The reactions of Debbie and Jan's parents are captured with honesty and humor. These grandparents-to-be share their conflicted feelings about their daughters' untraditional choices. Their discomfort, however, is offset by practical concerns for their grandchildren's well-being and the unbridled joy of grandparenting. Debbie's parents, who had been initially skeptical, are on hand for Joshua's delivery and provide consistent hands-on support after his birth. Debbie's mother jokingly exclaims, "I've become her slave."

Like Jan, Lori has been unable to conceive through artificial insemination. Affirming that "the goal is to become mothers, and it's okay how we get there," she decides to adopt a baby girl from Shanghai. When Lori returns to New York with her new daughter Tema, Debbie, Jan and other members of the group greet her at the airport-a fitting metaphor for arriving into a new identity.

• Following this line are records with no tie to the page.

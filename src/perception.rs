// Perception feed handle
//
// Opens the camera, reports its frame size and keeps it open for a downstream
// consumer until shutdown. Frames are never processed here. The feed shares
// nothing mutable with the actuation path; it only shares the process lifetime.

use std::thread::{self, JoinHandle};
use tracing::{debug, info, warn};

use crate::messages::TelemetryEvent;
use crate::shutdown::ShutdownSignal;
use crate::telemetry::TelemetrySink;

pub use v4l2::open_device as open_platform_device;

#[derive(Debug, thiserror::Error)]
#[error("Capture device {device_index} unavailable: {reason}")]
pub struct DeviceUnavailable {
    pub device_index: u32,
    pub reason: String,
}

/// An open video capture device
pub trait CaptureDevice: Send {
    /// Current frame size (width, height) in pixels
    fn dimensions(&self) -> (u32, u32);

    /// Release the underlying device. Called at most once by the handle.
    fn close(&mut self);
}

/// Opens a capture device by index
pub trait DeviceOpener {
    fn open(&self, device_index: u32) -> Result<Box<dyn CaptureDevice>, DeviceUnavailable>;
}

impl<F> DeviceOpener for F
where
    F: Fn(u32) -> Result<Box<dyn CaptureDevice>, DeviceUnavailable>,
{
    fn open(&self, device_index: u32) -> Result<Box<dyn CaptureDevice>, DeviceUnavailable> {
        self(device_index)
    }
}

/// Exclusively owned camera. Released on `release()` or drop, whichever is first.
pub struct PerceptionFeedHandle {
    device_index: u32,
    width: u32,
    height: u32,
    device: Option<Box<dyn CaptureDevice>>,
}

impl PerceptionFeedHandle {
    /// Open the platform camera at `device_index`
    pub fn acquire(device_index: u32) -> Result<Self, DeviceUnavailable> {
        Self::acquire_with(device_index, &v4l2::open_device)
    }

    pub fn acquire_with(
        device_index: u32,
        opener: &dyn DeviceOpener,
    ) -> Result<Self, DeviceUnavailable> {
        let device = opener.open(device_index)?;
        let (width, height) = device.dimensions();
        info!(device_index, width, height, "Capture device acquired");
        Ok(Self {
            device_index,
            width,
            height,
            device: Some(device),
        })
    }

    pub fn device_index(&self) -> u32 {
        self.device_index
    }

    pub fn dimensions(&self) -> (u32, u32) {
        (self.width, self.height)
    }

    pub fn is_open(&self) -> bool {
        self.device.is_some()
    }

    /// Close the device. Safe to call any number of times.
    pub fn release(&mut self) {
        if let Some(mut device) = self.device.take() {
            device.close();
            info!(device_index = self.device_index, "Capture device released");
        }
    }
}

impl Drop for PerceptionFeedHandle {
    fn drop(&mut self) {
        self.release();
    }
}

/// Acquire the camera on its own thread, hold it until `stop` fires, then
/// release it. The join handle yields the frame size that was served.
pub fn spawn_feed(
    device_index: u32,
    opener: Box<dyn DeviceOpener + Send>,
    stop: ShutdownSignal,
    mut telemetry: Option<Box<dyn TelemetrySink>>,
) -> std::io::Result<JoinHandle<Result<(u32, u32), DeviceUnavailable>>> {
    thread::Builder::new()
        .name("perception-feed".into())
        .spawn(move || {
            let mut handle = match PerceptionFeedHandle::acquire_with(device_index, opener.as_ref())
            {
                Ok(handle) => handle,
                Err(e) => {
                    warn!("Perception feed not started: {}", e);
                    return Err(e);
                }
            };

            let (width, height) = handle.dimensions();
            if let Some(sink) = telemetry.as_mut() {
                sink.publish(&TelemetryEvent::FeedOpened {
                    device_index,
                    width,
                    height,
                });
            }

            stop.wait();
            debug!("Perception feed stop requested");
            handle.release();

            if let Some(sink) = telemetry.as_mut() {
                sink.publish(&TelemetryEvent::FeedReleased { device_index });
            }
            Ok((width, height))
        })
}

/// V4L2 backend: `/dev/video<N>`, frame size from VIDIOC_G_FMT
mod v4l2 {
    use super::{CaptureDevice, DeviceUnavailable};

    #[cfg(target_os = "linux")]
    pub fn open_device(device_index: u32) -> Result<Box<dyn CaptureDevice>, DeviceUnavailable> {
        linux::V4l2Camera::open(device_index).map(|cam| Box::new(cam) as Box<dyn CaptureDevice>)
    }

    #[cfg(not(target_os = "linux"))]
    pub fn open_device(device_index: u32) -> Result<Box<dyn CaptureDevice>, DeviceUnavailable> {
        Err(DeviceUnavailable {
            device_index,
            reason: "V4L2 capture is only available on Linux".to_string(),
        })
    }

    #[cfg(target_os = "linux")]
    mod linux {
        use super::{CaptureDevice, DeviceUnavailable};
        use std::fs::{File, OpenOptions};
        use std::mem;
        use std::os::fd::AsRawFd;

        const V4L2_BUF_TYPE_VIDEO_CAPTURE: u32 = 1;

        // Mirrors struct v4l2_pix_format
        #[allow(dead_code)]
        #[repr(C)]
        #[derive(Clone, Copy)]
        struct PixFormat {
            width: u32,
            height: u32,
            pixelformat: u32,
            field: u32,
            bytesperline: u32,
            sizeimage: u32,
            colorspace: u32,
            priv_: u32,
            flags: u32,
            ycbcr_enc: u32,
            quantization: u32,
            xfer_func: u32,
        }

        // The kernel union holds pointers (v4l2_window), hence pointer alignment
        #[allow(dead_code)]
        #[repr(C)]
        union FormatUnion {
            pix: PixFormat,
            raw_data: [u8; 200],
            _align: *mut libc::c_void,
        }

        // Mirrors struct v4l2_format
        #[allow(dead_code)]
        #[repr(C)]
        struct Format {
            type_: u32,
            fmt: FormatUnion,
        }

        // _IOWR('V', 4, struct v4l2_format)
        const VIDIOC_G_FMT: u64 = (3 << 30)
            | ((mem::size_of::<Format>() as u64) << 16)
            | ((b'V' as u64) << 8)
            | 4;

        pub struct V4l2Camera {
            file: Option<File>,
            width: u32,
            height: u32,
        }

        impl V4l2Camera {
            pub fn open(device_index: u32) -> Result<Self, DeviceUnavailable> {
                let path = format!("/dev/video{}", device_index);
                let unavailable = |reason: String| DeviceUnavailable {
                    device_index,
                    reason,
                };

                let file = OpenOptions::new()
                    .read(true)
                    .write(true)
                    .open(&path)
                    .map_err(|e| unavailable(format!("{}: {}", path, e)))?;

                let mut format = Format {
                    type_: V4L2_BUF_TYPE_VIDEO_CAPTURE,
                    fmt: FormatUnion { raw_data: [0; 200] },
                };
                // SAFETY: `format` is a correctly sized, writable v4l2_format and
                // the fd stays open for the duration of the call.
                let rc = unsafe {
                    libc::ioctl(
                        file.as_raw_fd(),
                        VIDIOC_G_FMT as _,
                        &mut format as *mut Format,
                    )
                };
                if rc < 0 {
                    let err = std::io::Error::last_os_error();
                    return Err(unavailable(format!("{}: VIDIOC_G_FMT failed: {}", path, err)));
                }

                // SAFETY: G_FMT on a capture buffer type fills the `pix` member
                let pix = unsafe { format.fmt.pix };
                Ok(Self {
                    file: Some(file),
                    width: pix.width,
                    height: pix.height,
                })
            }
        }

        impl CaptureDevice for V4l2Camera {
            fn dimensions(&self) -> (u32, u32) {
                (self.width, self.height)
            }

            fn close(&mut self) {
                self.file.take();
            }
        }

    }
}

#[cfg(test)]
mod tests {
    use super::*;
    use crate::telemetry::tests::RecordingSink;
    use std::sync::Arc;
    use std::sync::atomic::{AtomicUsize, Ordering};
    use std::time::Duration;

    struct FakeCamera {
        closes: Arc<AtomicUsize>,
    }

    impl CaptureDevice for FakeCamera {
        fn dimensions(&self) -> (u32, u32) {
            (640, 480)
        }

        fn close(&mut self) {
            self.closes.fetch_add(1, Ordering::SeqCst);
        }
    }

    fn fake_opener(closes: Arc<AtomicUsize>) -> impl Fn(u32) -> Result<Box<dyn CaptureDevice>, DeviceUnavailable> {
        move |_| {
            Ok(Box::new(FakeCamera {
                closes: closes.clone(),
            }) as Box<dyn CaptureDevice>)
        }
    }

    fn failing_opener(index: u32) -> Result<Box<dyn CaptureDevice>, DeviceUnavailable> {
        Err(DeviceUnavailable {
            device_index: index,
            reason: "no such device".into(),
        })
    }

    #[test]
    fn test_release_is_idempotent() {
        let closes = Arc::new(AtomicUsize::new(0));
        let mut handle = PerceptionFeedHandle::acquire_with(0, &fake_opener(closes.clone())).unwrap();

        assert_eq!(handle.dimensions(), (640, 480));
        assert!(handle.is_open());

        handle.release();
        handle.release();
        assert!(!handle.is_open());
        drop(handle);
        assert_eq!(closes.load(Ordering::SeqCst), 1);
    }

    #[test]
    fn test_drop_releases_device() {
        let closes = Arc::new(AtomicUsize::new(0));
        {
            let _handle = PerceptionFeedHandle::acquire_with(2, &fake_opener(closes.clone())).unwrap();
        }
        assert_eq!(closes.load(Ordering::SeqCst), 1);
    }

    #[test]
    fn test_acquire_failure_is_device_unavailable() {
        let err = PerceptionFeedHandle::acquire_with(7, &failing_opener).err().unwrap();
        assert_eq!(err.device_index, 7);
    }

    #[test]
    fn test_missing_video_device() {
        let err = PerceptionFeedHandle::acquire(9_999).err().unwrap();
        assert_eq!(err.device_index, 9_999);
    }

    #[test]
    fn test_feed_released_when_actuation_fails_concurrently() {
        let closes = Arc::new(AtomicUsize::new(0));
        let stop = ShutdownSignal::new();
        let sink = RecordingSink::default();

        let feed = spawn_feed(
            0,
            Box::new(fake_opener(closes.clone())),
            stop.clone(),
            Some(Box::new(sink.clone())),
        )
        .unwrap();

        // Actuation path blows up on another thread while the feed is open
        let actuation = std::thread::spawn(|| -> Result<(), String> {
            std::thread::sleep(Duration::from_millis(20));
            Err("link lost mid-maneuver".to_string())
        });
        assert!(actuation.join().unwrap().is_err());

        stop.trigger();
        let served = feed.join().unwrap().unwrap();

        assert_eq!(served, (640, 480));
        assert_eq!(closes.load(Ordering::SeqCst), 1);
        let events = sink.events.lock().unwrap();
        assert!(matches!(events.first(), Some(TelemetryEvent::FeedOpened { width: 640, .. })));
        assert!(matches!(events.last(), Some(TelemetryEvent::FeedReleased { device_index: 0 })));
    }

    #[test]
    fn test_feed_released_when_actuation_panics() {
        let closes = Arc::new(AtomicUsize::new(0));
        let stop = ShutdownSignal::new();
        let feed = spawn_feed(0, Box::new(fake_opener(closes.clone())), stop.clone(), None).unwrap();

        let trigger = stop.clone();
        let actuation = std::thread::spawn(move || {
            // Shutdown still fires from the unwinding path
            struct TriggerOnDrop(ShutdownSignal);
            impl Drop for TriggerOnDrop {
                fn drop(&mut self) {
                    self.0.trigger();
                }
            }
            let _guard = TriggerOnDrop(trigger);
            panic!("actuation fault");
        });
        assert!(actuation.join().is_err());

        feed.join().unwrap().unwrap();
        assert_eq!(closes.load(Ordering::SeqCst), 1);
    }

    #[test]
    fn test_feed_failure_is_reported_not_fatal() {
        let stop = ShutdownSignal::new();
        let feed = spawn_feed(3, Box::new(failing_opener), stop, None).unwrap();
        let err = feed.join().unwrap().unwrap_err();
        assert_eq!(err.device_index, 3);
    }
}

Meanwhile, Jan is losing hope about the prospect of conceiving a child through artificial insemination. Each procedure makes her feel like "a gambler in Atlantic City hoping that the next quarter will be the jackpot." Even fertility drugs, which she had resisted initially, fail to yield a pregnancy. As the film closes, Jan, inspired by Lori, resolves to pursue international adoption.

AND BABY MAKES TWO highlights the struggles and satisfactions of single women who decide to have children on their own. Ultimately their concerns and joys are not so different from those of two-parent families. They worry about how to get it all done, how to build a life with this new person and how to be good enough mothers. They face and discuss the questions their children will later ask about their fathers. And they continue to hope that romantic love will come their way.

By the end of the film, Debbie's son Joshua has celebrated his first birthday and Jan is off to China to meet her own long-awaited daughter. In their quest for motherhood, these determined single women have not only secured beloved babies, but have carved out a new definition of family which includes grandparents, relatives and other single mothers. The end of the film is only the beginning. Each woman embarks on the uncertain path of motherhood: a hard-won, but never questioned destiny.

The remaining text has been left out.